![]() |
| Great Egret |
A newly created wetland on the southern outskirts of the Sunshine Coast is a bright spot in an otherwise gloomy landscape as the region's population continues to boom. The wetland on the junction of Central Way and Bells Creek Arterial Road is the kind of thing developers need to do a good deal more often.
![]() |
| The new wetland |
I last headed to Bells Creek a few years ago. At that time it was a quiet road through farmland, big acreage blocks and pine plantations that ended at a pleasantly positioned boat ramp on the creek, not far from Pumicestone Passage. A pair of Shining Flycatchers was in residence there. Now, the newly built arterial road roars through this area, connecting the Bruce Highway to Caloundra and the densely crowded urban belt that extends north from there to Maroochydore. A sea of newly built homes surrounds an elaborate network of roads.
![]() |
| Australasian Darter |
That urban conglomerate now extends southwards with the creation of the suburb of Aura. eventually providing homes to 50,000 people on top of the 380,000 soles already calling Australia's tenth largest city home.
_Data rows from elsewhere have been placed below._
//! Lucee execution logs
//!
//! Lucee's execution log writes one `.exl` file per request. A file has
//! three sections separated by blank lines: `key:value` header lines, an
//! index of `n:path` source files, and tab-separated metrics of
//! `file-index start end time` where `start`/`end` are character offsets
//! into the indexed file and `time` is in the header's `unit`.
//!
//! Parsing never fails. Unknown header lines are kept, lines without a
//! colon are dropped, and malformed metric lines are skipped.

use crate::error::{Result, TestboxError};
use serde::Serialize;
use std::collections::BTreeMap;
use std::fs;
use std::path::{Path, PathBuf};
use tracing::{debug, trace};

/// Header keys every log carries, empty until the log sets them.
pub const KNOWN_KEYS: [&str; 12] = [
    "contextPath",
    "remoteUser",
    "remoteAddr",
    "remoteHost",
    "scriptName",
    "serverName",
    "protocol",
    "serverPort",
    "pathInfo",
    "unit",
    "minTimeNano",
    "executionTime",
];

/// Parsed header block with camelCased keys
#[derive(Debug, Clone, PartialEq, Eq, Serialize)]
pub struct ExecutionLogHeader {
    pub keys: BTreeMap<String, String>,
    /// `query-string` split into its parameters
    pub query_string: BTreeMap<String, String>,
}

impl Default for ExecutionLogHeader {
    fn default() -> Self {
        ExecutionLogHeader {
            keys: KNOWN_KEYS
                .iter()
                .map(|key| (key.to_string(), String::new()))
                .collect(),
            query_string: BTreeMap::new(),
        }
    }
}

impl ExecutionLogHeader {
    pub fn parse(header: &str) -> Self {
        let mut parsed = ExecutionLogHeader::default();
        for line in header.lines() {
            let Some((key, value)) = line.split_once(':') else {
                continue;
            };
            let (key, value) = (key.trim(), value.trim());
            if key.is_empty() || value.is_empty() {
                continue;
            }
            if key == "query-string" {
                parsed.query_string = parse_query_string(value);
            } else {
                parsed.keys.insert(camel_case(key), value.to_string());
            }
        }
        parsed
    }

    pub fn get(&self, key: &str) -> Option<&str> {
        self.keys.get(key).map(String::as_str)
    }

    pub fn has_key(&self, key: &str) -> bool {
        key == "queryString" || self.keys.contains_key(key)
    }

    pub fn query_value(&self, name: &str) -> Option<&str> {
        self.query_string.get(name).map(String::as_str)
    }

    pub fn script_name(&self) -> &str {
        self.get("scriptName").unwrap_or_default()
    }

    pub fn unit(&self) -> &str {
        self.get("unit").unwrap_or_default()
    }

    pub fn execution_time(&self) -> Option<u64> {
        self.get("executionTime").and_then(|v| v.parse().ok())
    }
}

fn parse_query_string(query: &str) -> BTreeMap<String, String> {
    query
        .split('&')
        .filter(|param| !param.is_empty())
        .map(|param| match param.split_once('=') {
            Some((name, value)) => (name.to_string(), value.to_string()),
            None => (param.to_string(), String::new()),
        })
        .collect()
}

/// `min-time-nano` -> `minTimeNano`; underscores are dropped.
fn camel_case(key: &str) -> String {
    let mut out = String::with_capacity(key.len());
    let mut chars = key.chars().peekable();
    while let Some(c) = chars.next() {
        match c {
            '-' => match chars.peek() {
                Some(next) if next.is_ascii_lowercase() => {
                    out.push(next.to_ascii_uppercase());
                    chars.next();
                }
                _ => out.push('-'),
            },
            '_' => {}
            _ => out.push(c),
        }
    }
    out
}

/// Time spent in one span of a source file
#[derive(Debug, Clone, PartialEq, Eq, Serialize)]
pub struct ExecutionMetric {
    pub file: String,
    pub start_position: usize,
    pub end_position: usize,
    pub execution_time: u64,
}

#[derive(Debug, Clone, Default, PartialEq, Eq, Serialize)]
pub struct ExecutionLog {
    pub log_file_path: Option<PathBuf>,
    pub header: ExecutionLogHeader,
    /// Source files by their index in the log
    pub files: Vec<String>,
    pub metrics: Vec<ExecutionMetric>,
}

impl ExecutionLog {
    pub fn parse(content: &str) -> Self {
        let sections = sections(content);
        let header = sections
            .first()
            .map(|lines| ExecutionLogHeader::parse(&lines.join("\n")))
            .unwrap_or_default();

        let mut files: Vec<String> = Vec::new();
        for line in sections.get(1).into_iter().flatten() {
            let Some((index, path)) = line.split_once(':') else {
                continue;
            };
            let Ok(index) = index.trim().parse::<usize>() else {
                continue;
            };
            if files.len() <= index {
                files.resize(index + 1, String::new());
            }
            files[index] = path.trim().to_string();
        }

        let metrics = sections
            .get(2)
            .into_iter()
            .flatten()
            .filter_map(|line| {
                let metric = parse_metric(line, &files);
                if metric.is_none() {
                    trace!(line = %line, "skipping malformed metric line");
                }
                metric
            })
            .collect();

        ExecutionLog {
            log_file_path: None,
            header,
            files,
            metrics,
        }
    }

    pub fn from_file(path: &Path) -> Result<Self> {
        let content = fs::read_to_string(path).map_err(|source| TestboxError::ExecutionLog {
            path: path.to_path_buf(),
            source,
        })?;
        let mut log = ExecutionLog::parse(&content);
        log.log_file_path = Some(path.to_path_buf());
        Ok(log)
    }

    /// Total time per file, slowest first.
    pub fn time_by_file(&self) -> Vec<(String, u64)> {
        let mut totals: BTreeMap<&str, u64> = BTreeMap::new();
        for metric in &self.metrics {
            *totals.entry(metric.file.as_str()).or_default() += metric.execution_time;
        }
        let mut totals: Vec<(String, u64)> = totals
            .into_iter()
            .map(|(file, time)| (file.to_string(), time))
            .collect();
        totals.sort_by(|a, b| b.1.cmp(&a.1).then_with(|| a.0.cmp(&b.0)));
        totals
    }
}

/// Non-blank lines grouped by blank-line separators, each line trimmed
fn sections(content: &str) -> Vec<Vec<&str>> {
    let mut sections = Vec::new();
    let mut current = Vec::new();
    for line in content.lines().map(str::trim) {
        if line.is_empty() {
            if !current.is_empty() {
                sections.push(std::mem::take(&mut current));
            }
        } else {
            current.push(line);
        }
    }
    if !current.is_empty() {
        sections.push(current);
    }
    sections
}

fn parse_metric(line: &str, files: &[String]) -> Option<ExecutionMetric> {
    let mut fields = line.split('\t').map(str::trim);
    let index: usize = fields.next()?.parse().ok()?;
    let start_position = fields.next()?.parse().ok()?;
    let end_position = fields.next()?.parse().ok()?;
    let execution_time = fields.next()?.parse().ok()?;
    let file = files.get(index).filter(|f| !f.is_empty())?;
    Some(ExecutionMetric {
        file: file.clone(),
        start_position,
        end_position,
        execution_time,
    })
}

/// Every log file in one directory
#[derive(Debug, Clone, Default, PartialEq, Eq, Serialize)]
pub struct ExecutionReport {
    pub logs: Vec<ExecutionLog>,
}

impl ExecutionReport {
    /// Read every regular file in `dir`, in path order. Subdirectories are
    /// not entered.
    pub fn from_dir(dir: &Path) -> Result<Self> {
        let read_err = |source| TestboxError::ExecutionLog {
            path: dir.to_path_buf(),
            source,
        };
        let mut paths = Vec::new();
        for entry in fs::read_dir(dir).map_err(read_err)? {
            let path = entry.map_err(read_err)?.path();
            if path.is_file() {
                paths.push(path);
            }
        }
        paths.sort();

        let logs = paths
            .iter()
            .map(|path| ExecutionLog::from_file(path))
            .collect::<Result<Vec<_>>>()?;
        debug!(dir = %dir.display(), logs = logs.len(), "read execution logs");
        Ok(ExecutionReport { logs })
    }

    pub fn add_log(&mut self, log: ExecutionLog) {
        self.logs.push(log);
    }

    pub fn logs(&self) -> &[ExecutionLog] {
        &self.logs
    }
}

#[cfg(test)]
mod tests {
    use super::*;
    use pretty_assertions::assert_eq;
    use tempfile::TempDir;

    const LOG: &str = "context-path:
remote-user:
remote-addr:127.0.0.1
remote-host:127.0.0.1
script-name:/tests/runner.cfm
server-name:127.0.0.1
protocol:HTTP/1.1
server-port:49616
path-info:
query-string:runid=xyz23334
unit:μs
min-time-nano:500
execution-time:38849

0:/TestBox/tests/Application.cfc
1:/TestBox/tests/runner.cfm
2:/TestBox/system/runners/HTMLRunner.cfm
3:/TestBox/system/TestBox.cfc

0\t1089\t1126\t145
0\t1129\t1184\t85
0\t1194\t1243\t1331
0\t1259\t1268\t15
0\t1012\t1018\t1
1\t0\t10\t8
1\t35\t36\t2
1\t120\t128\t10
1\t170\t178\t1
1\t226\t234\t12
";

    #[test]
    fn test_header_key_value() {
        let header = ExecutionLogHeader::parse("someheader:header\nkey2: value2\nkey3: value3");
        assert_eq!(header.get("someheader"), Some("header"));
        assert!(header.has_key("key3"));
    }

    #[test]
    fn test_header_trims_keys_and_values() {
        let header = ExecutionLogHeader::parse(" key1 : value1 \nkey2:    value2\n key3: value3 ");
        assert_eq!(header.get("key1"), Some("value1"));
        assert_eq!(header.get("key2"), Some("value2"));
    }

    #[test]
    fn test_header_ignores_lines_without_colon() {
        let header = ExecutionLogHeader::parse("key1: value1\ninvalidline\nkey2: value2");
        assert!(!header.has_key("invalidline"));
        assert!(header.has_key("key2"));

        let header = ExecutionLogHeader::parse("invalidline1\ninvalidline2");
        assert!(!header.has_key("invalidline1"));
        assert!(!header.has_key("invalidline2"));
    }

    #[test]
    fn test_empty_header_has_known_keys() {
        let header = ExecutionLogHeader::parse("");
        for key in KNOWN_KEYS {
            assert_eq!(header.get(key), Some(""), "missing {}", key);
        }
        assert!(header.has_key("queryString"));
        assert!(header.query_string.is_empty());
    }

    #[test]
    fn test_header_keys_are_camel_cased() {
        let header = ExecutionLogHeader::parse("min-time-nano:500\nserver_port:8080\nodd-Key:x");
        assert_eq!(header.get("minTimeNano"), Some("500"));
        assert_eq!(header.get("serverport"), Some("8080"));
        assert_eq!(header.get("odd-Key"), Some("x"));
    }

    #[test]
    fn test_query_string_is_split() {
        let header = ExecutionLogHeader::parse("query-string:runid=xyz23334&directory=luceeCoverage&flag");
        assert_eq!(header.query_value("runid"), Some("xyz23334"));
        assert_eq!(header.query_value("directory"), Some("luceeCoverage"));
        assert_eq!(header.query_value("flag"), Some(""));
        assert_eq!(header.query_value("missing"), None);
        assert!(!header.keys.contains_key("queryString"));
    }

    #[test]
    fn test_parse_log() {
        let log = ExecutionLog::parse(LOG);
        assert_eq!(log.header.query_value("runid"), Some("xyz23334"));
        assert_eq!(log.header.script_name(), "/tests/runner.cfm");
        assert_eq!(log.header.unit(), "μs");
        assert_eq!(log.header.execution_time(), Some(38849));
        assert_eq!(log.header.get("contextPath"), Some(""));
        assert_eq!(log.files.len(), 4);
        assert_eq!(log.files[3], "/TestBox/system/TestBox.cfc");
        assert_eq!(log.metrics.len(), 10);
        assert_eq!(
            log.metrics[0],
            ExecutionMetric {
                file: "/TestBox/tests/Application.cfc".to_string(),
                start_position: 1089,
                end_position: 1126,
                execution_time: 145,
            }
        );
        assert_eq!(log.metrics[9].file, "/TestBox/tests/runner.cfm");
    }

    #[test]
    fn test_indented_log_parses_the_same() {
        let indented: String = LOG.lines().map(|l| format!("    {}\n", l)).collect();
        assert_eq!(ExecutionLog::parse(&indented), ExecutionLog::parse(LOG));
    }

    #[test]
    fn test_malformed_metric_lines_are_skipped() {
        let content = "unit:ms\n\n0:/a.cfc\n\n0\t1\t2\t3\n0\t1\t2\nx\t1\t2\t3\n0\t1\tfoo\t3\n7\t1\t2\t3\n0\t4\t5\t6\n";
        let log = ExecutionLog::parse(content);
        let times: Vec<u64> = log.metrics.iter().map(|m| m.execution_time).collect();
        assert_eq!(times, vec![3, 6]);
    }

    #[test]
    fn test_empty_log() {
        let log = ExecutionLog::parse("");
        assert!(log.files.is_empty());
        assert!(log.metrics.is_empty());
        assert_eq!(log.header, ExecutionLogHeader::default());
    }

    #[test]
    fn test_time_by_file() {
        let log = ExecutionLog::parse(LOG);
        assert_eq!(
            log.time_by_file(),
            vec![
                ("/TestBox/tests/Application.cfc".to_string(), 1577),
                ("/TestBox/tests/runner.cfm".to_string(), 33),
            ]
        );
    }

    #[test]
    fn test_report_from_directory() {
        let dir = TempDir::new().unwrap();
        fs::write(dir.path().join("b.exl"), LOG).unwrap();
        fs::write(dir.path().join("a.exl"), "unit:ms\n").unwrap();
        fs::create_dir(dir.path().join("nested")).unwrap();

        let report = ExecutionReport::from_dir(dir.path()).unwrap();
        assert_eq!(report.logs().len(), 2);
        assert_eq!(report.logs()[0].log_file_path, Some(dir.path().join("a.exl")));
        assert_eq!(report.logs()[1].metrics.len(), 10);
    }

    #[test]
    fn test_report_from_missing_directory() {
        let dir = TempDir::new().unwrap();
        let err = ExecutionReport::from_dir(&dir.path().join("absent")).unwrap_err();
        assert!(matches!(err, TestboxError::ExecutionLog { .. }));
    }

    #[test]
    fn test_add_log() {
        let mut report = ExecutionReport::default();
        report.add_log(ExecutionLog::parse(LOG));
        assert_eq!(report.logs().len(), 1);
    }
}
//! Per-file table of discovered trees
//!
//! Each source file owns exactly one `TestTree`. Re-parsing a file replaces
//! its tree wholesale, so node ids handed out earlier resolve against the
//! new tree or not at all.
//!
//! This is library API for long-lived embedders such as an editor
//! integration that keeps trees for many open files. The one-shot CLI builds
//! a single tree per invocation and does not use it.

use crate::tree::{NodeId, TestTree, TreeNode};
use std::collections::HashMap;
use std::path::{Path, PathBuf};

#[derive(Debug, Default)]
pub struct TreeCatalog {
    trees: HashMap<PathBuf, TestTree>,
}

impl TreeCatalog {
    pub fn new() -> Self {
        Self::default()
    }

    /// Store a tree under its own path, returning the one it replaces.
    pub fn insert(&mut self, tree: TestTree) -> Option<TestTree> {
        self.trees.insert(tree.path.clone(), tree)
    }

    pub fn remove(&mut self, path: &Path) -> Option<TestTree> {
        self.trees.remove(path)
    }

    pub fn get(&self, path: &Path) -> Option<&TestTree> {
        self.trees.get(path)
    }

    /// Resolve a node by file and string id.
    pub fn node(&self, path: &Path, id: &str) -> Option<(NodeId, &TreeNode)> {
        let tree = self.trees.get(path)?;
        let index = tree.find(id)?;
        tree.node(index).map(|node| (index, node))
    }

    pub fn len(&self) -> usize {
        self.trees.len()
    }

    pub fn is_empty(&self) -> bool {
        self.trees.is_empty()
    }

    pub fn paths(&self) -> impl Iterator<Item = &Path> {
        self.trees.keys().map(PathBuf::as_path)
    }
}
The Sunshine Coast is invariably the top - or among the top three - regional destination/destinations for Australians looking for a sea or tree change. That's understandable: its combination of subtropical climate, world-class beaches and a stunning mountainous hinterland is hard to beat.
![]() |
| New Wetland |
The Sunshine Coast has it over other coastal hotspots like the Gold Coast largely because much of its natural environment remains intact, thanks in no small part to the relatively pristine floodplains of the Maroochy River; the Noosa Biosphere Reserve; and big hinterland national parks and reserves in the Conondale and Blackall Ranges.
![]() |
| The edge of the Aura residential development, framed by the Glass House Mountains |
The rate of urban development, however, is dizzying. Urban sprawl to the south of the Aura real estate developments is exacerbated by new plans to build a holiday resort and music festival venue at Coochin Creek on the Pumicestone Passage. The Liberal National Party state government ignored its own professional planning advice by bulldozing the plan through. Ultimately, it seems only a matter of time before a continuous coastal urban corridor connects Noosa to the Queensland-New South Wales border.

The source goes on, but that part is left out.